## What you will do
Within the data that follows, tally every line containing "crate". Provide only the tally.

(Collected data entries)
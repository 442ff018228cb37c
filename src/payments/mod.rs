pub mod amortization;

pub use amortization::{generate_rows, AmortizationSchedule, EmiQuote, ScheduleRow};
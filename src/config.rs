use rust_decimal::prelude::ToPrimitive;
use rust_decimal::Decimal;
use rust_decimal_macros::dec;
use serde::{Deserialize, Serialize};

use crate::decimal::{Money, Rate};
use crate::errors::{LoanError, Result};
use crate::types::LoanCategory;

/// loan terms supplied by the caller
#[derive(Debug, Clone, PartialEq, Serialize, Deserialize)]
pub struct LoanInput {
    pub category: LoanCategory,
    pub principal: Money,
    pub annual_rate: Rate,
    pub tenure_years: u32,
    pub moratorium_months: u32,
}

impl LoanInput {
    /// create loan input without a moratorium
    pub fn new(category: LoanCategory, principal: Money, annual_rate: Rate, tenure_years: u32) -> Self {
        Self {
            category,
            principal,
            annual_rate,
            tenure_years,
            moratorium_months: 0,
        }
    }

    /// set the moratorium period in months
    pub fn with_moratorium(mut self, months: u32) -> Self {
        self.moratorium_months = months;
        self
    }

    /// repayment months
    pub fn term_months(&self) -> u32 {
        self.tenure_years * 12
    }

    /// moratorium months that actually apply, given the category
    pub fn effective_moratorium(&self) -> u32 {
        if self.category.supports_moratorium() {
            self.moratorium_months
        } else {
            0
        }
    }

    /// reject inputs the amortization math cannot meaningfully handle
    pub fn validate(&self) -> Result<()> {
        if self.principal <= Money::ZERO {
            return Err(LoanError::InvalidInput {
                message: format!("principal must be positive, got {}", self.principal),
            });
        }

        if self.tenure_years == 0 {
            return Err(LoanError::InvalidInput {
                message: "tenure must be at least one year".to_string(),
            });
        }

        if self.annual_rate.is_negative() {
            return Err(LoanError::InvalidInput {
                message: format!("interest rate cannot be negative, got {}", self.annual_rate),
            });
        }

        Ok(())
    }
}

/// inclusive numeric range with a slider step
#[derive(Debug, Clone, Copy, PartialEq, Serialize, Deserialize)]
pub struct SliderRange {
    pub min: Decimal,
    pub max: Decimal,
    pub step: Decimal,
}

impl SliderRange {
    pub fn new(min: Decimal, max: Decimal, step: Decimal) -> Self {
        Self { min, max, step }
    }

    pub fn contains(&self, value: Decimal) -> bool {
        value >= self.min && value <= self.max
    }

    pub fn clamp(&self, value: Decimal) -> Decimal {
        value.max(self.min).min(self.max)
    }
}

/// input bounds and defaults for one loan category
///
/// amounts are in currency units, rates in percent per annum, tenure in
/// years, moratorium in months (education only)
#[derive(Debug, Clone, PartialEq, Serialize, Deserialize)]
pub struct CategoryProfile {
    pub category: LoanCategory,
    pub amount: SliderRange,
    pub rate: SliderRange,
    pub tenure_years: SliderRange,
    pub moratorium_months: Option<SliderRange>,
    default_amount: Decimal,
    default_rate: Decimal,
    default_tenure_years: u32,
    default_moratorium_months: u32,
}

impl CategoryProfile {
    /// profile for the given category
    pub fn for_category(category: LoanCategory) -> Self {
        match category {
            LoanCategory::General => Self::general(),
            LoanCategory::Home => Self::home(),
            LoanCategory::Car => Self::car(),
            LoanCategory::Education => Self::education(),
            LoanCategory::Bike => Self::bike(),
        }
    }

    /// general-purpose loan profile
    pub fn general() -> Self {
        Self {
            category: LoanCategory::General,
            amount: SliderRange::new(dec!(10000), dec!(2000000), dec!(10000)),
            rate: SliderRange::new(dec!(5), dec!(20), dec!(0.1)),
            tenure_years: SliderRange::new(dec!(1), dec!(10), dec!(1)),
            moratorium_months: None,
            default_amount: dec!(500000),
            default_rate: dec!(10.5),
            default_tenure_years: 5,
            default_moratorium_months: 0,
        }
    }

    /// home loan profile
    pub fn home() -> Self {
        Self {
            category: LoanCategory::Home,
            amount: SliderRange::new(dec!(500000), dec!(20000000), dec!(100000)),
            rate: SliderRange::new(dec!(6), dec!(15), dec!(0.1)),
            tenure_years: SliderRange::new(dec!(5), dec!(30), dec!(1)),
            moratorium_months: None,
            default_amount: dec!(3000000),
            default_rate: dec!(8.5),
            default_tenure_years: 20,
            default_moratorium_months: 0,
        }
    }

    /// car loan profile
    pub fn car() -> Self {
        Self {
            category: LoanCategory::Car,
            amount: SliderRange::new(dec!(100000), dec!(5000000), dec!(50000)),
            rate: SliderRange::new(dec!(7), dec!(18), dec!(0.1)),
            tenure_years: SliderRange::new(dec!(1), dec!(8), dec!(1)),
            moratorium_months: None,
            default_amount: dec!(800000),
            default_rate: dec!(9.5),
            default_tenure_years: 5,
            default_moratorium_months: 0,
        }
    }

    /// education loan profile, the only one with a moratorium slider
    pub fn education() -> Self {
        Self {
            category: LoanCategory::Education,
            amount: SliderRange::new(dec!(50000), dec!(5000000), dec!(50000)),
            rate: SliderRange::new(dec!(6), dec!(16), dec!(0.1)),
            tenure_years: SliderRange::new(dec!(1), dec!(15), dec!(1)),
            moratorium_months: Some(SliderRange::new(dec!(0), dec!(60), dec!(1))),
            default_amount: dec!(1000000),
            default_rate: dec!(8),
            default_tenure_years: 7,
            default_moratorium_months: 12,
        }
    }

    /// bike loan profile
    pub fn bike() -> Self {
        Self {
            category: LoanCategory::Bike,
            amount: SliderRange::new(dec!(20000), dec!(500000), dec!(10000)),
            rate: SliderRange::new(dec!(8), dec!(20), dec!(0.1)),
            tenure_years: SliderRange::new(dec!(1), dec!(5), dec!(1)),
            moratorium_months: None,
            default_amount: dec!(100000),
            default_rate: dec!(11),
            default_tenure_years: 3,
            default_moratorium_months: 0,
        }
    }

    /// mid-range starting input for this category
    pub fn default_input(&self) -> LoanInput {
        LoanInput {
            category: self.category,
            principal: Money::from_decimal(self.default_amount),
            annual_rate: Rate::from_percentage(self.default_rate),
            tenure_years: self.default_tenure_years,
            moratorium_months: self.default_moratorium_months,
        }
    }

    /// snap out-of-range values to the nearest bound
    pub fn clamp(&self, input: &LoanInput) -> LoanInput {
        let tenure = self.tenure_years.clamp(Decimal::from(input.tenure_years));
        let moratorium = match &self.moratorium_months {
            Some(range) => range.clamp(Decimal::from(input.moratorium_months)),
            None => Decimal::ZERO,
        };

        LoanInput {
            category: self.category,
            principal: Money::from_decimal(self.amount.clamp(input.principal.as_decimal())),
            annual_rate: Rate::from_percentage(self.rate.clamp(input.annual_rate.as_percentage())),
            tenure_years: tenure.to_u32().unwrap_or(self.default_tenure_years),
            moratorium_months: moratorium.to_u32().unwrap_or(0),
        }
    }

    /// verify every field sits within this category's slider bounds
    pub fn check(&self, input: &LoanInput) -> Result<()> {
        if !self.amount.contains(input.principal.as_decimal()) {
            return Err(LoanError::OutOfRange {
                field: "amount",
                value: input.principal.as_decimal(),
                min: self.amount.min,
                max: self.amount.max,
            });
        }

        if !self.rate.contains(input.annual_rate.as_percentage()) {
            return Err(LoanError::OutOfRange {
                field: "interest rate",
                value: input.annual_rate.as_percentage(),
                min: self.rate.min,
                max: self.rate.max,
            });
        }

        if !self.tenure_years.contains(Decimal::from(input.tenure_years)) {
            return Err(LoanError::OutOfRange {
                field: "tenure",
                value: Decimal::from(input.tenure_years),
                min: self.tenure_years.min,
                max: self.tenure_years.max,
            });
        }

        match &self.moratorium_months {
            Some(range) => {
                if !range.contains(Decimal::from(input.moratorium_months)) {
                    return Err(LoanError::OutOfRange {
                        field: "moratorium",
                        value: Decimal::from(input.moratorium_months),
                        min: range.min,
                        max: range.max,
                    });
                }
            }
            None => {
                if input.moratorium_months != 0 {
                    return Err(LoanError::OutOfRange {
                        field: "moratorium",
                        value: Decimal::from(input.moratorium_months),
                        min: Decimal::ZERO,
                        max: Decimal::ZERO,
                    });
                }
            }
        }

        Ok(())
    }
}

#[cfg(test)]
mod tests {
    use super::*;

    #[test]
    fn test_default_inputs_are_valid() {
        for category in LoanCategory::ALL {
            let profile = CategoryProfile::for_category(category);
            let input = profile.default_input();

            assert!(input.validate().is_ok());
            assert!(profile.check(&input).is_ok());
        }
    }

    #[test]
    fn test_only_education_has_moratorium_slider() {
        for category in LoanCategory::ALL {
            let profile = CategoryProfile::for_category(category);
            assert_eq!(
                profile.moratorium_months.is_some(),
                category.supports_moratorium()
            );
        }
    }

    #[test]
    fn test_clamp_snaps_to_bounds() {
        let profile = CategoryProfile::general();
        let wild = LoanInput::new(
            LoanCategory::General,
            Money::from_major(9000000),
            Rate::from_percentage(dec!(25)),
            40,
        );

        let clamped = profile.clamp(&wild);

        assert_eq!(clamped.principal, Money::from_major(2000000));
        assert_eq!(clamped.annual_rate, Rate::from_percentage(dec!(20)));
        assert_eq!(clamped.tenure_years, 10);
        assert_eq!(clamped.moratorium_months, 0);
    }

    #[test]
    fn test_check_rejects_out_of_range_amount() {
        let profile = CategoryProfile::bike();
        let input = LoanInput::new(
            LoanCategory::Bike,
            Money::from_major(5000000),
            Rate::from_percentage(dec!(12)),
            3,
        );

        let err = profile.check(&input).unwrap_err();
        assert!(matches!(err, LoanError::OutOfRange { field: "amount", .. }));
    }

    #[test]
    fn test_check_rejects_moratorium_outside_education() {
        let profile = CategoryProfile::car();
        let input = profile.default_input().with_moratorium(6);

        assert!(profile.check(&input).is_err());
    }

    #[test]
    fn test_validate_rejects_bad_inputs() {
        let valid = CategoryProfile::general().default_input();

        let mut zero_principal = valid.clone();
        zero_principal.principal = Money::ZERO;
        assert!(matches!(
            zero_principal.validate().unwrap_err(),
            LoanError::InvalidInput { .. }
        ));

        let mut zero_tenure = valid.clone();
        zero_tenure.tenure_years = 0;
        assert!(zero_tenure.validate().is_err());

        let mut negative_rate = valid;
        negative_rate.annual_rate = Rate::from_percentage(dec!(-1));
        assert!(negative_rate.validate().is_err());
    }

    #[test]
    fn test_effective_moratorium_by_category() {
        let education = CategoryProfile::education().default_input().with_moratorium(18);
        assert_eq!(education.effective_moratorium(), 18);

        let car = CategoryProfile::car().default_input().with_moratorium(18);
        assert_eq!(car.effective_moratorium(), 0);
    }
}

## Answer to this problem
3